10. What wildly popular leading man has a habit of deliberately farting during love scenes. He loves to crack up the crew and to make his leading ladies uncomfortable. He's been known to waste loads of film playing this joke but because he has girl appeal, and though not Mr. Blockbuster he regularly brings in his target audience, so the directors and studio bosses tolerate his loutish behavior. However, there are numerous leading ladies who loathe the idea of working with him again, but because of his image playing opposite him is so beneficial to their careers that nary a one would refuse, given a second choice. Leonard DiCaprio

28. Filth2Go 10/20
Could it be that people behind the scenes at that new sitcom are a bit concerned about their leading man? So say my amphibian friends, who were hoping that ninth time would be a charm for the hunky hubby. They’re not nearly as concerned about the quality of his performance as they are about his looks. You see, when they landed him, they were sure they’d won the lottery. All was well when the pilot was shot, but after that, the former pitchman (who’s more of a catcher, by the way) started bulking up just a tad too fast, his face began to morph, and his skin took on an unnatural hue – to say nothing of his hair. Rumor has it that the insurance company has requested that some random “testing” be implemented, but the show may be demolished long before it gets to that point. Dan Cortese "Rock Me Baby"

29. GLOBE 10/21
This divorced movie hero went beserk when he discovered a director was putting the moves on his years-younger, sexy, new girlfriend. Seems the gal - an actress - was getting fed up with the guy placing his hands all over her hot body and rubbing up against her while they were shooting a movie together in Central America and made a late-night phone call to her honey letting him know. Mr. Macho immediately flew to the set of her flick, cornered the director, then put his hands on his throat and set him straight. "If you ever touch her again, I'll be back down here and kick your ass. And you don't want to see that happen."

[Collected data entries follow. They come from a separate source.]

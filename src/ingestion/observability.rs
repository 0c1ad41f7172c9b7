use std::fmt;
use std::fs::{File, OpenOptions};
use std::io::Write;
use std::path::{Path, PathBuf};
use std::sync::{Arc, Mutex, PoisonError};

use chrono::{SecondsFormat, Utc};

use crate::error::ImportError;

/// Severity classification used for observer callbacks and alerting thresholds.
#[derive(Debug, Clone, Copy, PartialEq, Eq, PartialOrd, Ord)]
pub enum IngestionSeverity {
    /// Informational event.
    Info,
    /// Warning-level event (non-fatal).
    Warning,
    /// Error-level event (the import failed because of its input).
    Error,
    /// Critical error (I/O or storage failures).
    Critical,
}

impl IngestionSeverity {
    /// Classify a fatal import error.
    pub fn for_error(e: &ImportError) -> Self {
        match e {
            ImportError::Io(_)
            | ImportError::Lock { .. }
            | ImportError::Storage(_)
            | ImportError::Deletion { .. }
            | ImportError::Persistence { .. } => Self::Critical,
            ImportError::Csv(err) => match err.kind() {
                ::csv::ErrorKind::Io(_) => Self::Critical,
                _ => Self::Error,
            },
            ImportError::Toml(_)
            | ImportError::UnsupportedFormat { .. }
            | ImportError::Decode { .. }
            | ImportError::EmptyTable { .. }
            | ImportError::MissingRequiredColumns { .. }
            | ImportError::NoValidRecords { .. }
            | ImportError::Catalog(_)
            | ImportError::Config { .. } => Self::Error,
        }
    }
}

/// Context about an import attempt.
#[derive(Debug, Clone)]
pub struct IngestionContext {
    /// Upload filename.
    pub filename: String,
    /// Storage target (table) the import writes to.
    pub target: String,
    /// Whether existing records were to be replaced.
    pub replace: bool,
}

/// Counters reported on a completed import.
#[derive(Debug, Clone, Copy, PartialEq, Eq)]
pub struct IngestionStats {
    /// Data rows read from the upload.
    pub rows: usize,
    /// Rows that produced a record.
    pub processed: usize,
    /// Records persisted.
    pub saved: usize,
    /// Rows rejected.
    pub rejected: usize,
}

/// Receives the outcome of every import.
///
/// All methods default to doing nothing.
pub trait IngestionObserver: Send + Sync {
    fn on_success(&self, _ctx: &IngestionContext, _stats: IngestionStats) {}

    fn on_failure(&self, _ctx: &IngestionContext, _severity: IngestionSeverity, _error: &ImportError) {}

    /// Called after [`Self::on_failure`] when the severity reaches the import's alert threshold.
    fn on_alert(&self, _ctx: &IngestionContext, _severity: IngestionSeverity, _error: &ImportError) {}
}

/// Forwards every event to each wrapped observer, in order.
#[derive(Default)]
pub struct CompositeObserver {
    observers: Vec<Arc<dyn IngestionObserver>>,
}

impl CompositeObserver {
    pub fn new(observers: Vec<Arc<dyn IngestionObserver>>) -> Self {
        Self { observers }
    }

    fn each(&self, event: impl Fn(&dyn IngestionObserver)) {
        self.observers.iter().for_each(|o| event(o.as_ref()));
    }
}

impl IngestionObserver for CompositeObserver {
    fn on_success(&self, ctx: &IngestionContext, stats: IngestionStats) {
        self.each(|o| o.on_success(ctx, stats));
    }

    fn on_failure(&self, ctx: &IngestionContext, severity: IngestionSeverity, error: &ImportError) {
        self.each(|o| o.on_failure(ctx, severity, error));
    }

    fn on_alert(&self, ctx: &IngestionContext, severity: IngestionSeverity, error: &ImportError) {
        self.each(|o| o.on_alert(ctx, severity, error));
    }
}

/// Emits import outcomes as `tracing` events.
#[derive(Debug, Default)]
pub struct TracingObserver;

impl IngestionObserver for TracingObserver {
    fn on_success(&self, ctx: &IngestionContext, stats: IngestionStats) {
        tracing::info!(
            filename = %ctx.filename,
            target = %ctx.target,
            rows = stats.rows,
            processed = stats.processed,
            saved = stats.saved,
            rejected = stats.rejected,
            "import completed"
        );
    }

    fn on_failure(&self, ctx: &IngestionContext, severity: IngestionSeverity, error: &ImportError) {
        tracing::error!(
            filename = %ctx.filename,
            target = %ctx.target,
            ?severity,
            "import failed: {error}"
        );
    }

    fn on_alert(&self, ctx: &IngestionContext, severity: IngestionSeverity, error: &ImportError) {
        tracing::error!(
            alert = true,
            filename = %ctx.filename,
            target = %ctx.target,
            ?severity,
            "import failed: {error}"
        );
    }
}

/// Appends one line per import event to an event log:
///
/// ```text
/// 2025-03-01T09:15:00Z ok target=client_data file=sales.csv replace=true rows=5 processed=5 saved=5 rejected=0
/// 2025-03-01T09:16:00Z fail target=client_data file=sales.csv severity=Critical err=...
/// ```
///
/// The file is opened on the first event and kept open. Write failures are logged, never
/// propagated.
#[derive(Debug)]
pub struct FileObserver {
    path: PathBuf,
    file: Mutex<Option<File>>,
}

impl FileObserver {
    pub fn new(path: impl AsRef<Path>) -> Self {
        Self {
            path: path.as_ref().to_path_buf(),
            file: Mutex::new(None),
        }
    }

    fn write_event(&self, kind: &str, ctx: &IngestionContext, detail: fmt::Arguments<'_>) {
        let mut slot = self.file.lock().unwrap_or_else(PoisonError::into_inner);
        if slot.is_none() {
            match OpenOptions::new().create(true).append(true).open(&self.path) {
                Ok(f) => *slot = Some(f),
                Err(e) => {
                    tracing::warn!(path = %self.path.display(), "cannot open event log: {e}");
                    return;
                }
            }
        }
        let Some(f) = slot.as_mut() else {
            return;
        };
        let written = writeln!(
            f,
            "{} {kind} target={} file={} {detail}",
            timestamp(),
            ctx.target,
            ctx.filename
        );
        if let Err(e) = written {
            tracing::warn!(path = %self.path.display(), "cannot write event log: {e}");
        }
    }
}

impl IngestionObserver for FileObserver {
    fn on_success(&self, ctx: &IngestionContext, stats: IngestionStats) {
        self.write_event(
            "ok",
            ctx,
            format_args!(
                "replace={} rows={} processed={} saved={} rejected={}",
                ctx.replace, stats.rows, stats.processed, stats.saved, stats.rejected
            ),
        );
    }

    fn on_failure(&self, ctx: &IngestionContext, severity: IngestionSeverity, error: &ImportError) {
        self.write_event("fail", ctx, format_args!("severity={severity:?} err={error}"));
    }

    fn on_alert(&self, ctx: &IngestionContext, severity: IngestionSeverity, error: &ImportError) {
        self.write_event("ALERT", ctx, format_args!("severity={severity:?} err={error}"));
    }
}

fn timestamp() -> String {
    Utc::now().to_rfc3339_opts(SecondsFormat::Secs, true)
}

movie hero: Bruce Willis (48)
girlfriend: Brooke Burns (25)
director: Joel Silverman
movie: Death to the Supermodels (due out in 2004)
country: Costa Rica

30. Filth2Go 10/27
Could it be that the end of a romance also means the end of a job for that hunky heartthrob? So say my undercover spies at the soupy network, who tell me that the affair between the scruffy scamp and the song-and-dance man came to an abrupt end when the smooth operator’s spousal-equivalent found evidence of this illicit match. Since someone had to go, the bedazzled boy was out the door before he could say “Au revoir.” But that door is not quite locked – we’re told that the older gent holds the key. Look for the tyke to make the occasional return in a reduced capacity – both professionally and personally. Sometimes you gotta stop fiddling around. Victor Garber/Bradley Cooper on "Alias"

31. GLOBE 10/28
This TV star, who's rumored to be gay, was spotted at The Pleasure Chest in LA, stocking up on a wide assortment of kinky costumes and sex toys in all shapes and sizes. My spy says he spent a long time chatting with the clerk about different products and piled several boxes of extra large condoms on the counter, noting, "He's obviously planning to have a lot of fun, but at least he's playing it safe."